[Saved data entries]
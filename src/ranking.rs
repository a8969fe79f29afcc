/*
MIT License

Copyright (c) 2024 Philipp Schuster

Permission is hereby granted, free of charge, to any person obtaining a copy
of this software and associated documentation files (the "Software"), to deal
in the Software without restriction, including without limitation the rights
to use, copy, modify, merge, publish, distribute, sublicense, and/or sell
copies of the Software, and to permit persons to whom the Software is
furnished to do so, subject to the following conditions:

The above copyright notice and this permission notice shall be included in all
copies or substantial portions of the Software.

THE SOFTWARE IS PROVIDED "AS IS", WITHOUT WARRANTY OF ANY KIND, EXPRESS OR
IMPLIED, INCLUDING BUT NOT LIMITED TO THE WARRANTIES OF MERCHANTABILITY,
FITNESS FOR A PARTICULAR PURPOSE AND NONINFRINGEMENT. IN NO EVENT SHALL THE
AUTHORS OR COPYRIGHT HOLDERS BE LIABLE FOR ANY CLAIM, DAMAGES OR OTHER
LIABILITY, WHETHER IN AN ACTION OF CONTRACT, TORT OR OTHERWISE, ARISING FROM,
OUT OF OR IN CONNECTION WITH THE SOFTWARE OR THE USE OR OTHER DEALINGS IN THE
SOFTWARE.
*/
//! Module for [`TempoCandidate`] and the ranking of the tempo histogram.

use crate::histogram::TempoBucket;
use alloc::vec::Vec;
use core::fmt::{Display, Formatter};

/// Default maximum number of returned candidates.
pub const DEFAULT_MAX_CANDIDATES: usize = 5;

/// One possible tempo of the track.
#[derive(Debug, Copy, Clone, PartialEq, Eq, Hash)]
pub struct TempoCandidate {
    /// Number of peak pairs that implied this tempo.
    pub count: u32,
    /// Tempo in beats per minute.
    pub tempo: i16,
}

impl From<TempoBucket> for TempoCandidate {
    fn from(bucket: TempoBucket) -> Self {
        Self {
            count: bucket.count,
            tempo: bucket.tempo,
        }
    }
}

impl Display for TempoCandidate {
    fn fmt(&self, f: &mut Formatter<'_>) -> core::fmt::Result {
        write!(f, "{} BPM ({} samples)", self.tempo, self.count)
    }
}

/// Orders the buckets by count (descending) and returns at most
/// `max_candidates` of them. Buckets with the same count keep their order.
#[must_use]
pub fn rank(buckets: &[TempoBucket], max_candidates: usize) -> Vec<TempoCandidate> {
    let mut candidates = buckets
        .iter()
        .copied()
        .map(TempoCandidate::from)
        .collect::<Vec<_>>();
    candidates.sort_by(|x, y| y.count.cmp(&x.count));
    candidates.truncate(max_candidates);
    candidates
}

/// Ranked result of a tempo analysis.
///
/// An empty estimate means that no dominant tempo could be determined.
#[derive(Debug, Clone, Default, PartialEq, Eq)]
pub struct TempoEstimate {
    candidates: Vec<TempoCandidate>,
}

impl TempoEstimate {
    /// Returns the most probable tempo, if any.
    #[must_use]
    pub fn most_probable(&self) -> Option<TempoCandidate> {
        self.candidates.first().copied()
    }

    /// Returns the other options, in descending order of probability.
    #[must_use]
    pub fn alternatives(&self) -> &[TempoCandidate] {
        self.candidates.get(1..).unwrap_or_default()
    }

    /// Returns all candidates.
    #[must_use]
    pub fn candidates(&self) -> &[TempoCandidate] {
        &self.candidates
    }

    /// Returns `true` if no tempo could be determined.
    #[must_use]
    pub fn is_empty(&self) -> bool {
        self.candidates.is_empty()
    }
}

impl From<Vec<TempoCandidate>> for TempoEstimate {
    fn from(candidates: Vec<TempoCandidate>) -> Self {
        Self { candidates }
    }
}

impl From<TempoEstimate> for Vec<TempoCandidate> {
    fn from(estimate: TempoEstimate) -> Self {
        estimate.candidates
    }
}

impl Display for TempoEstimate {
    fn fmt(&self, f: &mut Formatter<'_>) -> core::fmt::Result {
        let Some(best) = self.most_probable() else {
            return write!(f, "cannot determine the BPM");
        };
        write!(f, "most probable BPM is {best}")?;
        for (i, other) in self.alternatives().iter().enumerate() {
            let separator = if i == 0 { "; other options are: " } else { ", " };
            write!(f, "{separator}{other}")?;
        }
        Ok(())
    }
}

> _Work order_
Restate word for word only the lines above from the line containing "pub fn rank(buckets: &[TempoBucket], max_candidates: usize)" to the line containing "dominant tempo could be determined.", both of them included.

> _Output of the exercise_
pub fn rank(buckets: &[TempoBucket], max_candidates: usize) -> Vec<TempoCandidate> {
    let mut candidates = buckets
        .iter()
        .copied()
        .map(TempoCandidate::from)
        .collect::<Vec<_>>();
    candidates.sort_by(|x, y| y.count.cmp(&x.count));
    candidates.truncate(max_candidates);
    candidates
}

/// Ranked result of a tempo analysis.
///
/// An empty estimate means that no dominant tempo could be determined.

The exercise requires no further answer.